Teachers and administrators at O.M. Roberts Elementary School gathered in the school library Thursday for Desserts for Distinctions, a program in which the district provides sweet rewards for teachers at campuses that earned distinctions as part of the state’s accountability system.
“It shows how much work they put into their own learning,” Principal Jennifer Nabors said of the students.
Superintendent Danny Massey presented a banner to recognize the school’s achievements and a check for $41,500. Each teacher will receive a bonus of $1,000 this month — $200 for each distinction received, he said. Members of the school support staff will receive $100 per distinction.

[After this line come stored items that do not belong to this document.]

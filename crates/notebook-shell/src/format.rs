//! On-disk notebook format.
//!
//! Notebooks are stored as pretty-printed JSON:
//!
//! ```json
//! {
//!   "version": 1,
//!   "cells": [
//!     { "id": "…", "language": "go", "source": "fmt.Println(1)", "output": "1\n", "errorText": "" }
//!   ],
//!   "metadata": { "createdAt": "…", "executionCount": 3 }
//! }
//! ```
//!
//! Run states are not persisted; every cell loads as `Idle`.

use crate::error::NotebookError;
use crate::notebook_state::{new_cell_id, Cell, CellKind, Notebook, NotebookMetadata, RunState};
use serde::{Deserialize, Serialize};
use std::collections::HashSet;

pub const CURRENT_VERSION: i64 = 1;

#[derive(Debug, Clone, Serialize, Deserialize)]
#[serde(rename_all = "camelCase")]
struct StoredCell {
    #[serde(default, skip_serializing_if = "String::is_empty")]
    id: String,
    #[serde(default)]
    language: String,
    #[serde(default)]
    source: String,
    #[serde(default, skip_serializing_if = "String::is_empty")]
    output: String,
    #[serde(default, alias = "error", skip_serializing_if = "String::is_empty")]
    error_text: String,
}

#[derive(Debug, Clone, Serialize, Deserialize)]
struct StoredNotebook {
    #[serde(default)]
    version: i64,
    #[serde(default)]
    cells: Vec<StoredCell>,
    #[serde(default = "NotebookMetadata::now")]
    metadata: NotebookMetadata,
}

/// Parse notebook JSON, normalizing languages and assigning ids to cells
/// that lack one (or share one with an earlier cell).
pub fn parse_notebook(content: &str) -> Result<Notebook, NotebookError> {
    if content.trim().is_empty() {
        return Err(NotebookError::EmptyContent);
    }

    let stored: StoredNotebook = serde_json::from_str(content)?;
    let version = if stored.version == 0 {
        CURRENT_VERSION
    } else {
        stored.version
    };
    if version < 0 {
        return Err(NotebookError::InvalidVersion(version));
    }
    if stored.cells.is_empty() {
        return Err(NotebookError::NoCells);
    }

    let mut seen = HashSet::new();
    let mut cells = Vec::with_capacity(stored.cells.len());
    for (idx, stored_cell) in stored.cells.into_iter().enumerate() {
        if stored_cell.language.trim().is_empty() {
            return Err(NotebookError::EmptyLanguage(idx + 1));
        }
        let kind: CellKind =
            stored_cell
                .language
                .parse()
                .map_err(|_| NotebookError::UnsupportedLanguage {
                    index: idx + 1,
                    language: stored_cell.language.clone(),
                })?;

        let id = if stored_cell.id.is_empty() || seen.contains(&stored_cell.id) {
            new_cell_id()
        } else {
            stored_cell.id
        };
        seen.insert(id.clone());

        cells.push(Cell {
            id,
            kind,
            source: stored_cell.source,
            output: stored_cell.output,
            error_text: stored_cell.error_text,
            run_state: RunState::Idle,
            editing_markdown: false,
        });
    }

    Notebook::from_cells(cells, stored.metadata)
}

/// Serialize a notebook into its on-disk JSON form.
pub fn serialize_notebook(notebook: &Notebook) -> Result<String, NotebookError> {
    let stored = StoredNotebook {
        version: CURRENT_VERSION,
        cells: notebook
            .cells()
            .iter()
            .map(|cell| StoredCell {
                id: cell.id.clone(),
                language: cell.kind.to_string(),
                source: cell.source.clone(),
                output: cell.output.clone(),
                error_text: cell.error_text.clone(),
            })
            .collect(),
        metadata: notebook.metadata.clone(),
    };
    Ok(serde_json::to_string_pretty(&stored)?)
}

/// JSON for a brand new notebook (one empty Go cell).
pub fn default_notebook_json() -> Result<String, NotebookError> {
    serialize_notebook(&Notebook::new_empty())
}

“The quality of education is dependent on the quality of the teacher,” Massey said. “That’s why it’s so important that we support and give the resources our teachers need to ensure our students are learning at high levels.”
It’s unusual for a campus to receive five distinctions, he said, noting Roberts didn’t receive any in 2018. The difference shows there’s a lot of growth at Roberts and the teachers have worked very hard, Massey said.
Roberts, A.P. Beutel and Bess Brannen elementaries received five distinctions from each the Texas Education Association, the most an elementary school is eligible to receive. Three schools earned two distinctions, and four schools earned one. Freeport Intermediate earned six of seven possible distinctions.
Distinctions are awarded for outstanding achievement based on performance relative to a group of campuses across the state that are of similar type, size, grade span, and student demographics, according to a news release from Brazosport ISD. The five distinctions earned by the three elementary schools were for Reading/ELA, Mathematics, Academic Growth, Closing the Gaps, and Postsecondary Readiness.
Altogether, Brazosport ISD schools received a 31 distinctions for the 2018-2019 school year, up from 15 distinctions for the previous year.
This kind of academic achievement reflects not only on the schools and the teachers, but the students as well, Massey said.
Of course, the students and not the distinctions are the focus of the teachers, Nabors said.
“They hold all of our students to very high expectations, and they meet all of our students at the level they’re at,” she said. “Our main focus is to grow every kid, and that’s what they did.”